Uang Beredar Tembus Rp10.432 Triliun, BI Ungkap Kredit Perbankan Melesat pada Juni 2026
SAMARINDA, Inibalikpapan.com – Bank Indonesia (BI) mencatat likuiditas perekonomian nasional atau uang beredar dalam arti luas (M2) tetap tumbuh positif pada Juni 2026. Nilainya bahkan menembus Rp10.432,8 triliun, meski laju pertumbuhannya melambat dibandingkan bulan sebelumnya.
Berdasarkan data Bank Indonesia, posisi M2 pada Juni 2026 meningkat 8,7 persen secara tahunan (year on year/yoy).
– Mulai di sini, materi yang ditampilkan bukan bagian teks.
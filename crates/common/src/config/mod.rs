//! Configuration management for PulseGrid services
//!
//! Supports loading configuration from:
//! - Environment variables (prefixed with APP__)
//! - Configuration files (config.toml, config.yaml)
//! - Default values

use config::{Config, ConfigError, Environment, File};
use serde::{Deserialize, Serialize};
use std::time::Duration;
use tracing::warn;

/// Main application configuration
#[derive(Debug, Clone, Deserialize, Serialize)]
pub struct AppConfig {
    /// Server configuration
    pub server: ServerConfig,

    /// Database configuration
    pub database: DatabaseConfig,

    /// Redis configuration
    pub redis: RedisConfig,

    /// Session lifecycle configuration
    pub session: SessionConfig,

    /// Broadcast bridge configuration
    pub bridge: BridgeConfig,

    /// Observability configuration
    pub observability: ObservabilityConfig,
}

#[derive(Debug, Clone, Deserialize, Serialize)]
pub struct ServerConfig {
    /// Host to bind to
    #[serde(default = "default_host")]
    pub host: String,

    /// Port to listen on
    #[serde(default = "default_port")]
    pub port: u16,

    /// Shutdown timeout in seconds
    #[serde(default = "default_shutdown_timeout")]
    pub shutdown_timeout_secs: u64,
}

#[derive(Debug, Clone, Deserialize, Serialize)]
pub struct DatabaseConfig {
    /// Primary database URL (for writes)
    pub url: String,

    /// Read replica URL (optional, falls back to primary)
    pub read_url: Option<String>,

    /// Maximum number of connections
    #[serde(default = "default_max_connections")]
    pub max_connections: u32,

    /// Minimum number of connections
    #[serde(default = "default_min_connections")]
    pub min_connections: u32,

    /// Connection timeout in seconds
    #[serde(default = "default_connect_timeout")]
    pub connect_timeout_secs: u64,

    /// Idle timeout in seconds
    #[serde(default = "default_idle_timeout")]
    pub idle_timeout_secs: u64,
}

#[derive(Debug, Clone, Deserialize, Serialize)]
pub struct RedisConfig {
    /// Redis URL
    pub url: String,

    /// Key prefix for namespacing
    #[serde(default = "default_key_prefix")]
    pub key_prefix: String,
}

/// Session lifecycle tuning.
#[derive(Debug, Clone, Deserialize, Serialize)]
pub struct SessionConfig {
    /// Maximum session age in seconds; also the fast-cache TTL
    #[serde(default = "default_max_session_age")]
    pub max_session_age_secs: u64,

    /// Per-platform rotation timer interval in seconds
    #[serde(default = "default_rotation_interval")]
    pub rotation_interval_secs: u64,

    /// Expiry sweep interval in seconds
    #[serde(default = "default_expiry_sweep")]
    pub expiry_sweep_secs: u64,
}

#[derive(Debug, Clone, Deserialize, Serialize)]
pub struct BridgeConfig {
    /// Consumer group name shared by all bridge instances
    #[serde(default = "default_consumer_group")]
    pub consumer_group: String,

    /// Consumer name within the group (defaults to a generated name)
    pub consumer_name: Option<String>,

    /// Maximum entries fetched per read
    #[serde(default = "default_read_batch")]
    pub read_batch_size: usize,

    /// Upper bound on a blocking read, in milliseconds
    #[serde(default = "default_read_block_ms")]
    pub read_block_ms: u64,

    /// Delay after a failed read before retrying, in seconds
    #[serde(default = "default_read_backoff")]
    pub read_backoff_secs: u64,

    /// Heartbeat ping interval in seconds
    #[serde(default = "default_heartbeat_interval")]
    pub heartbeat_interval_secs: u64,

    /// Per-client bounded send queue length
    #[serde(default = "default_max_send_queue")]
    pub max_send_queue: usize,
}

#[derive(Debug, Clone, Deserialize, Serialize)]
pub struct ObservabilityConfig {
    /// Log level (debug, info, warn, error)
    #[serde(default = "default_log_level")]
    pub log_level: String,

    /// Enable JSON logging
    #[serde(default = "default_json_logging")]
    pub json_logging: bool,

    /// Metrics port (0 to disable)
    #[serde(default = "default_metrics_port")]
    pub metrics_port: u16,

    /// Service name for tracing
    #[serde(default = "default_service_name")]
    pub service_name: String,
}

// Default value functions
fn default_host() -> String { "0.0.0.0".to_string() }
fn default_port() -> u16 { 8090 }
fn default_shutdown_timeout() -> u64 { 30 }
fn default_max_connections() -> u32 { 20 }
fn default_min_connections() -> u32 { 2 }
fn default_connect_timeout() -> u64 { 10 }
fn default_idle_timeout() -> u64 { 300 }
fn default_key_prefix() -> String { "pulsegrid".to_string() }
fn default_max_session_age() -> u64 { 24 * 60 * 60 }
fn default_rotation_interval() -> u64 { 6 * 60 * 60 }
fn default_expiry_sweep() -> u64 { 5 * 60 }
fn default_consumer_group() -> String { "pulsegrid-bridge".to_string() }
fn default_read_batch() -> usize { 32 }
fn default_read_block_ms() -> u64 { 2000 }
fn default_read_backoff() -> u64 { 5 }
fn default_heartbeat_interval() -> u64 { 30 }
fn default_max_send_queue() -> usize { 256 }
fn default_log_level() -> String { "info".to_string() }
fn default_json_logging() -> bool { true }
fn default_metrics_port() -> u16 { 9090 }
fn default_service_name() -> String { "pulsegrid".to_string() }

impl AppConfig {
    /// Load configuration from environment and files
    pub fn load() -> Result<Self, ConfigError> {
        let env = std::env::var("APP_ENV").unwrap_or_else(|_| "development".to_string());

        let config = Config::builder()
            // Start with defaults
            .set_default("server.host", "0.0.0.0")?
            .set_default("server.port", 8090)?

            // Load base config file
            .add_source(File::with_name("config/default").required(false))

            // Load environment-specific config
            .add_source(File::with_name(&format!("config/{}", env)).required(false))

            // Load local overrides
            .add_source(File::with_name("config/local").required(false))

            // Load from environment variables with APP__ prefix
            // e.g., APP__SERVER__PORT=8091
            .add_source(
                Environment::with_prefix("APP")
                    .separator("__")
                    .try_parsing(true)
            )

            .build()?;

        let mut config: Self = config.try_deserialize()?;
        config.session.clamp_rotation_interval();
        Ok(config)
    }

    /// Load from a specific TOML file
    pub fn from_file(path: &str) -> Result<Self, ConfigError> {
        let config = Config::builder()
            .add_source(File::with_name(path))
            .add_source(
                Environment::with_prefix("APP")
                    .separator("__")
                    .try_parsing(true)
            )
            .build()?;

        let mut config: Self = config.try_deserialize()?;
        config.session.clamp_rotation_interval();
        Ok(config)
    }

    /// Get shutdown timeout as Duration
    pub fn shutdown_timeout(&self) -> Duration {
        Duration::from_secs(self.server.shutdown_timeout_secs)
    }

    /// Get the read database URL (falls back to primary)
    pub fn read_database_url(&self) -> &str {
        self.database.read_url.as_deref().unwrap_or(&self.database.url)
    }
}

impl SessionConfig {
    /// Rotating less often than sessions live would leave lookups creating
    /// fresh sessions between firings; the interval is capped at the max age.
    pub fn clamp_rotation_interval(&mut self) {
        if self.rotation_interval_secs > self.max_session_age_secs {
            warn!(
                rotation_interval_secs = self.rotation_interval_secs,
                max_session_age_secs = self.max_session_age_secs,
                "rotation interval exceeds max session age, clamping"
            );
            self.rotation_interval_secs = self.max_session_age_secs;
        }
    }

    pub fn max_session_age(&self) -> Duration {
        Duration::from_secs(self.max_session_age_secs)
    }

    pub fn rotation_interval(&self) -> Duration {
        Duration::from_secs(self.rotation_interval_secs)
    }

    pub fn expiry_sweep_interval(&self) -> Duration {
        Duration::from_secs(self.expiry_sweep_secs)
    }
}

impl BridgeConfig {
    /// Consumer name within the shared group; generated when not configured.
    pub fn consumer_name(&self) -> String {
        self.consumer_name.clone().unwrap_or_else(|| {
            format!("bridge-{}", uuid_suffix())
        })
    }

    pub fn read_block(&self) -> Duration {
        Duration::from_millis(self.read_block_ms)
    }

    pub fn read_backoff(&self) -> Duration {
        Duration::from_secs(self.read_backoff_secs)
    }

    pub fn heartbeat_interval(&self) -> Duration {
        Duration::from_secs(self.heartbeat_interval_secs)
    }
}

fn uuid_suffix() -> String {
    let id = uuid::Uuid::new_v4().simple().to_string();
    id[..8].to_string()
}

impl Default for AppConfig {
    fn default() -> Self {
        Self {
            server: ServerConfig {
                host: default_host(),
                port: default_port(),
                shutdown_timeout_secs: default_shutdown_timeout(),
            },
            database: DatabaseConfig {
                url: "postgres://localhost/pulsegrid".to_string(),
                read_url: None,
                max_connections: default_max_connections(),
                min_connections: default_min_connections(),
                connect_timeout_secs: default_connect_timeout(),
                idle_timeout_secs: default_idle_timeout(),
            },
            redis: RedisConfig {
                url: "redis://localhost:6379".to_string(),
                key_prefix: default_key_prefix(),
            },
            session: SessionConfig {
                max_session_age_secs: default_max_session_age(),
                rotation_interval_secs: default_rotation_interval(),
                expiry_sweep_secs: default_expiry_sweep(),
            },
            bridge: BridgeConfig {
                consumer_group: default_consumer_group(),
                consumer_name: None,
                read_batch_size: default_read_batch(),
                read_block_ms: default_read_block_ms(),
                read_backoff_secs: default_read_backoff(),
                heartbeat_interval_secs: default_heartbeat_interval(),
                max_send_queue: default_max_send_queue(),
            },
            observability: ObservabilityConfig {
                log_level: default_log_level(),
                json_logging: default_json_logging(),
                metrics_port: default_metrics_port(),
                service_name: default_service_name(),
            },
        }
    }
}

#[cfg(test)]
mod tests {
    use super::*;

    #[test]
    fn test_default_config() {
        let config = AppConfig::default();
        assert_eq!(config.server.port, 8090);
        assert_eq!(config.bridge.consumer_group, "pulsegrid-bridge");
        assert_eq!(config.session.max_session_age_secs, 86400);
    }

    #[test]
    fn test_read_database_fallback() {
        let config = AppConfig::default();
        assert_eq!(config.read_database_url(), "postgres://localhost/pulsegrid");
    }

    #[test]
    fn test_rotation_interval_clamped_to_max_age() {
        let mut session = SessionConfig {
            max_session_age_secs: 3600,
            rotation_interval_secs: 7200,
            expiry_sweep_secs: 300,
        };
        session.clamp_rotation_interval();
        assert_eq!(session.rotation_interval_secs, 3600);
    }

    #[test]
    fn test_rotation_interval_within_max_age_untouched() {
        let mut session = SessionConfig {
            max_session_age_secs: 7200,
            rotation_interval_secs: 3600,
            expiry_sweep_secs: 300,
        };
        session.clamp_rotation_interval();
        assert_eq!(session.rotation_interval_secs, 3600);
    }

    #[test]
    fn test_generated_consumer_name() {
        let config = AppConfig::default();
        let name = config.bridge.consumer_name();
        assert!(name.starts_with("bridge-"));
        assert_ne!(name, config.bridge.consumer_name());
    }
}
Angka tersebut lebih rendah dibandingkan pertumbuhan pada Mei 2026 yang mencapai 10,8 persen (yoy).
Direktur Eksekutif Departemen Komunikasi Bank Indonesia, Ramdan Denny Prakoso, mengatakan pertumbuhan likuiditas nasional masih ditopang oleh meningkatnya uang beredar sempit (M1) serta uang kuasi.
“Perkembangan tersebut didorong oleh pertumbuhan uang beredar sempit (M1) sebesar 9,8 persen (yoy) dan uang kuasi sebesar 6,9 persen (yoy),” ujar Ramdan dalam keterangan resminya, Jumat (24/7/2026), dikutip dari laman Pemprov.
Kredit Perbankan Tumbuh Dua Digit
Bank Indonesia menjelaskan, perkembangan M2 pada Juni 2026 terutama dipengaruhi oleh meningkatnya penyaluran kredit perbankan dan pertumbuhan tagihan bersih kepada Pemerintah Pusat.
Penyaluran kredit tercatat tumbuh 12,1 persen (yoy), lebih tinggi dibandingkan Mei 2026 yang sebesar 10,8 persen (yoy).
Kenaikan tersebut menunjukkan fungsi intermediasi perbankan terus menguat di tengah meningkatnya kebutuhan pembiayaan dunia usaha dan masyarakat, sekaligus menjadi sinyal positif bagi aktivitas ekonomi nasional.
Tagihan ke Pemerintah Tetap Positif
Selain kredit, tagihan bersih kepada Pemerintah Pusat juga masih mencatat pertumbuhan positif sebesar 10,1 persen (yoy).
Namun, angka tersebut mengalami perlambatan cukup signifikan dibandingkan Mei 2026 yang mencapai 37,4 persen (yoy).
Secara keseluruhan, Bank Indonesia menilai kondisi likuiditas perekonomian nasional masih berada pada level yang memadai. Meski pertumbuhan uang beredar melambat, meningkatnya penyaluran kredit menunjukkan aktivitas ekonomi tetap bergerak dan sektor perbankan terus menjalankan fungsi pembiayaan secara optimal.